Random processes can be passed through linear systems in much the same way as deterministic signals can. A time-invariant linear system is described in the time domain by an impulse response function, and in the frequency domain by the Fourier transform of the impulse response function. In a sense we shall see that Fourier transforms provide a diagonalization of WSS random processes, just as the Karhunen–Loève expansion allows for the diagonalization of a random process defined on a finite interval. While a m.s. continuous random process on a finite interval has a finite average energy, a WSS random process has a finite mean average energy per unit time, called the power.

Nearly all the definitions and results of this chapter can be carried through in either discrete time or continuous time. The set of frequencies relevant for continuous-time random processes is all of ℝ, while the set of frequencies relevant for discrete-time random processes is the interval [−π, π]. For ease of notation we shall primarily concentrate on continuous-time processes and systems in the first two sections, and give the corresponding definition for discrete time in the third section.

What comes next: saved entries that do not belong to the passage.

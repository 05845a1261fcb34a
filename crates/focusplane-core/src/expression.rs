//! Standing expressions evaluated by the host.
//!
//! An [`Expression`] binds one or more target plugs to arithmetic over other
//! plugs. The host re-evaluates it whenever one of its inputs changes, so the
//! tool never has to invalidate anything by hand.

use std::fmt::Write as _;
use std::ops::{Div, Mul};

use serde::{Deserialize, Serialize};

use crate::attr::{NodeId, Plug};
use crate::error::Result;

/// Handle to an expression installed in the host.
#[derive(Debug, Clone, Copy, PartialEq, Eq, Hash, PartialOrd, Ord, Serialize, Deserialize)]
pub struct ExpressionId(pub u64);

/// Arithmetic over plugs and constants.
#[derive(Debug, Clone, PartialEq, Serialize, Deserialize)]
pub enum Expr {
    /// A literal.
    Const(f64),
    /// The current value of a plug.
    Attr(Plug),
    /// Product of two subexpressions.
    Mul(Box<Expr>, Box<Expr>),
    /// Quotient of two subexpressions.
    Div(Box<Expr>, Box<Expr>),
}

impl Expr {
    /// Reads a plug.
    pub fn attr(plug: Plug) -> Self {
        Expr::Attr(plug)
    }

    /// A literal value.
    pub fn constant(value: f64) -> Self {
        Expr::Const(value)
    }

    /// Evaluates the expression, reading plugs through `read`.
    ///
    /// Division follows IEEE semantics; a zero denominator yields an infinity
    /// or NaN exactly as a host expression engine would.
    pub fn eval(&self, read: &mut dyn FnMut(Plug) -> Result<f64>) -> Result<f64> {
        Ok(match self {
            Expr::Const(value) => *value,
            Expr::Attr(plug) => read(*plug)?,
            Expr::Mul(lhs, rhs) => lhs.eval(read)? * rhs.eval(read)?,
            Expr::Div(lhs, rhs) => lhs.eval(read)? / rhs.eval(read)?,
        })
    }

    /// Every plug read by the expression, in first-use order, without repeats.
    pub fn inputs(&self) -> Vec<Plug> {
        let mut out = Vec::new();
        self.collect_inputs(&mut out);
        out
    }

    fn collect_inputs(&self, out: &mut Vec<Plug>) {
        match self {
            Expr::Const(_) => {}
            Expr::Attr(plug) => {
                if !out.contains(plug) {
                    out.push(*plug);
                }
            }
            Expr::Mul(lhs, rhs) | Expr::Div(lhs, rhs) => {
                lhs.collect_inputs(out);
                rhs.collect_inputs(out);
            }
        }
    }

    /// Renders the expression in host syntax, naming nodes through `name_of`.
    pub fn render(&self, name_of: &dyn Fn(NodeId) -> String) -> String {
        let mut out = String::new();
        self.render_into(&mut out, name_of, false);
        out
    }

    fn render_into(&self, out: &mut String, name_of: &dyn Fn(NodeId) -> String, nested: bool) {
        match self {
            Expr::Const(value) => {
                let _ = write!(out, "{value}");
            }
            Expr::Attr(plug) => {
                let _ = write!(out, "{}.{}", name_of(plug.node), plug.attr);
            }
            Expr::Mul(lhs, rhs) | Expr::Div(lhs, rhs) => {
                let is_mul = matches!(self, Expr::Mul(..));
                let op = if is_mul { '*' } else { '/' };
                if nested {
                    out.push('(');
                }
                // A quotient on the left of a product gets its own parentheses.
                lhs.render_into(out, name_of, is_mul && matches!(**lhs, Expr::Div(..)));
                let _ = write!(out, " {op} ");
                rhs.render_into(out, name_of, true);
                if nested {
                    out.push(')');
                }
            }
        }
    }
}

impl Mul for Expr {
    type Output = Expr;

    fn mul(self, rhs: Expr) -> Expr {
        Expr::Mul(Box::new(self), Box::new(rhs))
    }
}

impl Div for Expr {
    type Output = Expr;

    fn div(self, rhs: Expr) -> Expr {
        Expr::Div(Box::new(self), Box::new(rhs))
    }
}

/// One `target = expr` statement.
#[derive(Debug, Clone, PartialEq, Serialize, Deserialize)]
pub struct Binding {
    /// Plug written by the statement.
    pub target: Plug,
    /// Right-hand side.
    pub expr: Expr,
}

/// A named group of bindings installed as one host expression node.
#[derive(Debug, Clone, PartialEq, Serialize, Deserialize)]
pub struct Expression {
    /// Host node name, e.g. `camera1FocusPlane_Expr`.
    pub name: String,
    /// Statements, evaluated in order.
    pub bindings: Vec<Binding>,
}

impl Expression {
    /// Creates an empty expression.
    pub fn new(name: impl Into<String>) -> Self {
        Self {
            name: name.into(),
            bindings: Vec::new(),
        }
    }

    /// Appends a `target = expr` statement.
    #[must_use]
    pub fn with_binding(mut self, target: Plug, expr: Expr) -> Self {
        self.bindings.push(Binding { target, expr });
        self
    }

    /// Plugs read by any statement.
    pub fn inputs(&self) -> Vec<Plug> {
        let mut out: Vec<Plug> = Vec::new();
        for binding in &self.bindings {
            for plug in binding.expr.inputs() {
                if !out.contains(&plug) {
                    out.push(plug);
                }
            }
        }
        out
    }

    /// Whether a change to `plug` requires re-evaluation.
    pub fn depends_on(&self, plug: Plug) -> bool {
        self.bindings
            .iter()
            .any(|b| b.expr.inputs().contains(&plug))
    }

    /// Renders the full statement list, `a.x = ...;b.y = ...;`.
    pub fn render(&self, name_of: &dyn Fn(NodeId) -> String) -> String {
        let mut out = String::new();
        for binding in &self.bindings {
            let _ = write!(
                out,
                "{}.{} = {};",
                name_of(binding.target.node),
                binding.target.attr,
                binding.expr.render(name_of)
            );
        }
        out
    }
}

#[cfg(test)]
mod tests {
    use super::*;
    use crate::attr::Attr;
    use crate::error::FocusPlaneError;

    fn plug(node: u64, attr: Attr) -> Plug {
        Plug::new(NodeId(node), attr)
    }

    fn names(id: NodeId) -> String {
        match id.0 {
            1 => "plane".to_string(),
            _ => "cam".to_string(),
        }
    }

    #[test]
    fn test_eval_reads_plugs() {
        let expr = Expr::attr(plug(2, Attr::FocusDistance)) * Expr::constant(2.0)
            / Expr::attr(plug(2, Attr::FocalLength));
        let mut read = |p: Plug| -> Result<f64> {
            Ok(match p.attr {
                Attr::FocusDistance => 10.0,
                Attr::FocalLength => 4.0,
                _ => 0.0,
            })
        };
        assert_eq!(expr.eval(&mut read).unwrap(), 5.0);
    }

    #[test]
    fn test_eval_propagates_read_errors() {
        let expr = Expr::attr(plug(9, Attr::FocusDistance));
        let mut read = |p: Plug| -> Result<f64> { Err(FocusPlaneError::NodeNotFound(p.node)) };
        assert!(matches!(
            expr.eval(&mut read),
            Err(FocusPlaneError::NodeNotFound(NodeId(9)))
        ));
    }

    #[test]
    fn test_inputs_are_unique() {
        let far = plug(2, Attr::FarClipPlane);
        let expr = Expr::attr(plug(2, Attr::FocusDistance)) / Expr::attr(far) * Expr::attr(far);
        assert_eq!(expr.inputs(), vec![plug(2, Attr::FocusDistance), far]);
    }

    #[test]
    fn test_render_host_syntax() {
        let fd = Expr::attr(plug(2, Attr::FocusDistance));
        let far = || Expr::attr(plug(2, Attr::FarClipPlane));
        let expr = Expr::attr(plug(1, Attr::ScaleZ)) * (fd / far() * far());
        assert_eq!(
            expr.render(&names),
            "plane.scaleZ * ((cam.focusDistance / cam.farClipPlane) * cam.farClipPlane)"
        );
    }

    #[test]
    fn test_expression_statements() {
        let expression = Expression::new("plane_Expr")
            .with_binding(plug(1, Attr::ScaleX), Expr::attr(plug(2, Attr::FocalLength)))
            .with_binding(plug(1, Attr::ScaleY), Expr::constant(1.5));
        assert_eq!(
            expression.render(&names),
            "plane.scaleX = cam.focalLength;plane.scaleY = 1.5;"
        );
        assert!(expression.depends_on(plug(2, Attr::FocalLength)));
        assert!(!expression.depends_on(plug(2, Attr::FocusDistance)));
        assert_eq!(expression.inputs().len(), 1);
    }
}
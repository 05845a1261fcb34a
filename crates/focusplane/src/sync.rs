//! Two-way sync between camera focus distance and proxy offset.
//!
//! Each direction is a guarded one-way copy. The `!=` check before writing is
//! what stops a write from bouncing back and forth between the two change
//! subscriptions forever.

use std::rc::Rc;

use focusplane_core::{AttrChangeHandler, FocusPair, Result, SceneGraph, Subscription};

/// What a sync pass did.
#[derive(Debug, Clone, Copy, PartialEq, Eq)]
pub enum SyncOutcome {
    /// Values differed and the target was written.
    Written,
    /// Values already agreed; nothing was written.
    Unchanged,
}

/// Relationship between focus distance and proxy offset.
#[derive(Debug, Clone, Copy, PartialEq, Eq)]
pub enum SyncState {
    /// `|offset| == focusDistance`.
    InSync,
    /// Either side changed and the other has not caught up.
    Diverged,
}

/// Moves the proxy to the camera's focus distance.
///
/// The proxy sits in front of the camera, which looks down its local -Z, so
/// the offset written is the negated distance.
pub fn update_plane_from_camera(
    scene: &mut dyn SceneGraph,
    pair: &FocusPair,
) -> Result<SyncOutcome> {
    let distance = scene.get_attr(pair.focus_distance())?;
    let offset = scene.get_attr(pair.offset())?;
    if distance == offset.abs() {
        return Ok(SyncOutcome::Unchanged);
    }
    log::debug!("focus distance {distance} -> plane offset {}", -distance);
    scene.set_attr(pair.offset(), -distance)?;
    Ok(SyncOutcome::Written)
}

/// Sets the camera's focus distance from where the proxy was moved.
pub fn update_camera_from_plane(
    scene: &mut dyn SceneGraph,
    pair: &FocusPair,
) -> Result<SyncOutcome> {
    let distance = scene.get_attr(pair.offset())?.abs();
    if distance == scene.get_attr(pair.focus_distance())? {
        return Ok(SyncOutcome::Unchanged);
    }
    log::debug!("plane offset -> focus distance {distance}");
    scene.set_attr(pair.focus_distance(), distance)?;
    Ok(SyncOutcome::Written)
}

/// Reports whether the pair currently agrees, without writing anything.
pub fn sync_state(scene: &dyn SceneGraph, pair: &FocusPair) -> Result<SyncState> {
    let distance = scene.get_attr(pair.focus_distance())?;
    let offset = scene.get_attr(pair.offset())?;
    Ok(if distance == offset.abs() {
        SyncState::InSync
    } else {
        SyncState::Diverged
    })
}

/// Reaction to focus distance changes.
#[derive(Debug, Default, Clone, Copy)]
pub struct PlaneFollowsCamera;

impl AttrChangeHandler for PlaneFollowsCamera {
    fn name(&self) -> &str {
        "plane follows camera"
    }

    fn on_change(&self, scene: &mut dyn SceneGraph, pair: &FocusPair) -> Result<()> {
        update_plane_from_camera(scene, pair).map(|_| ())
    }
}

/// Reaction to proxy offset changes.
#[derive(Debug, Default, Clone, Copy)]
pub struct CameraFollowsPlane;

impl AttrChangeHandler for CameraFollowsPlane {
    fn name(&self) -> &str {
        "camera follows plane"
    }

    fn on_change(&self, scene: &mut dyn SceneGraph, pair: &FocusPair) -> Result<()> {
        update_camera_from_plane(scene, pair).map(|_| ())
    }
}

/// Subscribes both reactions. Returns `[camera -> plane, plane -> camera]`.
pub fn subscribe_sync(scene: &mut dyn SceneGraph, pair: FocusPair) -> Result<[Subscription; 2]> {
    let plane_follows = scene.subscribe(pair.focus_distance(), pair, Rc::new(PlaneFollowsCamera))?;
    let camera_follows = scene.subscribe(pair.offset(), pair, Rc::new(CameraFollowsPlane))?;
    Ok([plane_follows, camera_follows])
}
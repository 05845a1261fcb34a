//! In-memory scene host for focusplane-rs.
//!
//! Provides [`InMemoryScene`], a [`SceneGraph`](focusplane_core::SceneGraph)
//! implementation with nodes, locked attributes, live expressions and
//! synchronous change notifications. It stands in for a real authoring host
//! in tests and demos.

// Documentation lints - internal functions don't need exhaustive panic/error docs
#![allow(clippy::missing_panics_doc)]
#![allow(clippy::missing_errors_doc)]
#![allow(clippy::must_use_candidate)]
#![allow(clippy::float_cmp)]
// Grid indices stay small, subdivisions are clamped
#![allow(clippy::cast_possible_truncation)]

pub mod mesh;
pub mod node;
pub mod scene;

pub use mesh::{PlaneMesh, MAX_SUBDIVISIONS};
pub use node::Node;
pub use scene::{InMemoryScene, SceneOptions};
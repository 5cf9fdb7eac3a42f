//! HTTP API for querying normalized RSSAC002 metrics.
//!
//! # API Endpoints
//!
//! ## `/healthcheck` (GET)
//!
//!   Returns HTTP 200 (OK) and the JSON body `{"ok":"healthy"}` when the
//!   service is operational.
//!
//! ## `/api/v1/{metric}` (GET)
//!
//!   `{metric}` is one of the six RSSAC002 metrics: `load-time`,
//!   `traffic-volume`, `rcode-volume`, `traffic-sizes`, `unique-sources`,
//!   or `zone-size`. Three query parameters are required:
//!
//!   * `letters` — which operators to include, as single letters, comma
//!     lists, and ascending ranges, e.g. `a`, `a,c,m`, or `b-f,j`.
//!   * `start_date` / `end_date` — an inclusive ISO date range, e.g.
//!     `2020-01-15`.
//!
//!   ```bash
//!   ❯ curl 'http://localhost:3000/api/v1/zone-size?letters=a,c&start_date=2020-01-15&end_date=2020-01-16'
//!   {"a":{"2020-01-15":{"metric":"zone-size","size":{"root":2140157}},"2020-01-16":null},"c":{...}}
//!   ```
//!
//!   The response maps each selected operator letter to a map of ISO dates;
//!   a day with no published, parseable, usable report carries `null`.
//!
//!   An invalid `letters` expression, unknown metric, or invalid date range
//!   returns HTTP 400 (Bad Request) with a JSON `{"error": ...}` body.

mod api_error;
mod model;
mod routes;
pub mod server;

pub use server::new;
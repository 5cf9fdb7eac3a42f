use crate::error::Error;
use crate::metrics::MetricType;
use crate::report_store::ReportStore;
use crate::rsi::Rsi;
use std::collections::HashMap;
use time::Date;

/// An in-memory report store for tests: raw report texts keyed by operator,
/// metric, and day.
#[derive(Default, Debug, Clone)]
pub struct InMemoryReportStore {
    reports: HashMap<(Rsi, MetricType, Date), String>,
}

impl InMemoryReportStore {
    pub fn add_report(
        &mut self,
        rsi: Rsi,
        metric: MetricType,
        date: Date,
        raw: impl Into<String>,
    ) {
        self.reports.insert((rsi, metric, date), raw.into());
    }
}

#[async_trait::async_trait]
impl ReportStore for InMemoryReportStore {
    async fn raw_report(
        &self,
        rsi: Rsi,
        metric: MetricType,
        date: Date,
    ) -> Result<Option<String>, Error> {
        Ok(self.reports.get(&(rsi, metric, date)).cloned())
    }
}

Representations of baseband random processes and narrowband random processes are discussed in Sections 8.4 and 8.5. Roughly speaking, baseband random processes are those which have power only in low frequencies. A baseband random process can be recovered from samples taken at a sampling frequency that is at least twice as large as the largest frequency component of the process. Thus, operations and statistical calculations for a continuous-time baseband process can be reduced to considerations for the discrete-time sampled process. Roughly speaking, narrowband random processes are those processes which have power only in a band (i.e. interval) of frequencies. A narrowband random process can be represented as a baseband random process that is modulated by a deterministic sinusoid. Complex random processes naturally arise as baseband equivalent processes for real-valued narrowband random processes. A related discussion of complex random processes is given in the last section of the chapter.